La condition de résidence, en matière de naturalisation, recouvre en réalité trois questions distinctes : qu’est-ce que la résidence au sens du droit de la naturalisation ? quelle durée de résidence est nécessaire pour être naturalisé ? est-il nécessaire d’avoir sa résidence en France à la date de sa naturalisation ?
De prime abord, en matière de naturalisation, la condition de principe paraît assez simple : il faut résider en France depuis 5 ans pour être naturalisé (article 21-16 et 21-17 du code civil).
Cependant, en pratique, les choses sont plus compliquées pour les demandeurs et leurs avocats.
En effet, il existe non seulement des exceptions, prévues par le code civil, mais également des limites liées à l’interprétation donnée par les juridictions à certaines notions utilisées en la matière.
Ainsi, à titre d’exemple, contrairement à ce que l’on peut croire de prime abord, la définition de la « résidence » n’est pas si facile que ça en matière de naturalisation. En effet, il ne suffit pas d’être domicilié en France, d’y travailler et d’y payer ses impôts pour être regardé comme ayant sa « résidence » en France.
Aussi, pour y voir un peu plus clair sur la condition de résidence, il est nécessaire d’abord trois sujets distincts :
- Qu’est-ce que la « résidence » ? En effet, comme indiqué ci-dessus, cette « résidence » n’est pas assimilable aux autres notions de résidence, par exemple au sens fiscal.

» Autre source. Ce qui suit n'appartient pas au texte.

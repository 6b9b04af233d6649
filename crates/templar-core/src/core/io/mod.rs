//! File formats read and written by the library.
//!
//! The [`catalog`] is a TOML description of query sequences, classified structure
//! domains, domain contacts and observed chain sequences. [`artifact`] reads and
//! writes pairwise alignments as aligned FASTA.

pub mod artifact;
pub mod catalog;
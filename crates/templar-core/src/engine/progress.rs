use std::fmt;

/// The two passes a selection makes over its candidates.
#[derive(Debug, Clone, Copy, PartialEq, Eq)]
pub enum Phase {
    Survey,
    Refinement,
}

impl fmt::Display for Phase {
    fn fmt(&self, f: &mut fmt::Formatter<'_>) -> fmt::Result {
        match self {
            Phase::Survey => f.write_str("Survey"),
            Phase::Refinement => f.write_str("Refinement"),
        }
    }
}

#[derive(Debug, Clone, PartialEq, Eq)]
pub enum Progress {
    PhaseStart(Phase),
    PhaseFinish(Phase),

    CandidatesFound { total: u64 },
    CandidateEvaluated,
    /// A candidate failed for a reason local to its structure and was dropped.
    CandidateSkipped { structure: String, reason: String },
}

pub type ProgressCallback<'a> = Box<dyn Fn(Progress) + Send + Sync + 'a>;

/// Forwards selection events to an optional observer.
#[derive(Default)]
pub struct ProgressReporter<'a> {
    callback: Option<ProgressCallback<'a>>,
}

impl<'a> ProgressReporter<'a> {
    pub fn new() -> Self {
        Self::default()
    }

    pub fn with_callback(callback: ProgressCallback<'a>) -> Self {
        Self {
            callback: Some(callback),
        }
    }

    #[inline]
    pub fn report(&self, event: Progress) {
        if let Some(cb) = &self.callback {
            cb(event);
        }
    }

    /// Runs `work` between a start and a finish event for `phase`.
    ///
    /// The finish event is reported whether or not `work` succeeds.
    pub fn phase<T>(&self, phase: Phase, work: impl FnOnce() -> T) -> T {
        self.report(Progress::PhaseStart(phase));
        let result = work();
        self.report(Progress::PhaseFinish(phase));
        result
    }
}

- Quel délai de résidence est nécessaire pour être naturalisé ? Comme indiqué supra, le principe est une durée de 5 ans. Mais ce principe connaît de nombreuses exceptions.
- Est-il nécessaire de résider en France au moment du décret de naturalisation ? En effet, il est nécessaire de voir dans quels cas cette condition trouve à s’appliquer.
La réponse à ces trois questions doit permettre, d’une part, de mieux comprendre comment fonctionne la naturalisation et, d’autre part, de déterminer à quel moment il est le plus opportun de déposer une demande de naturalisation.
I. Une définition spécifique de la « résidence »
Pour bien comprendre cette définition, il faut distinguer la résidence en France et la résidence à l’étranger. En effet, il est possible, dans certaines hypothèses, de demander sa naturalisation en résidant à l’étranger. Or, l’appréciation de la « résidence » est alors différente.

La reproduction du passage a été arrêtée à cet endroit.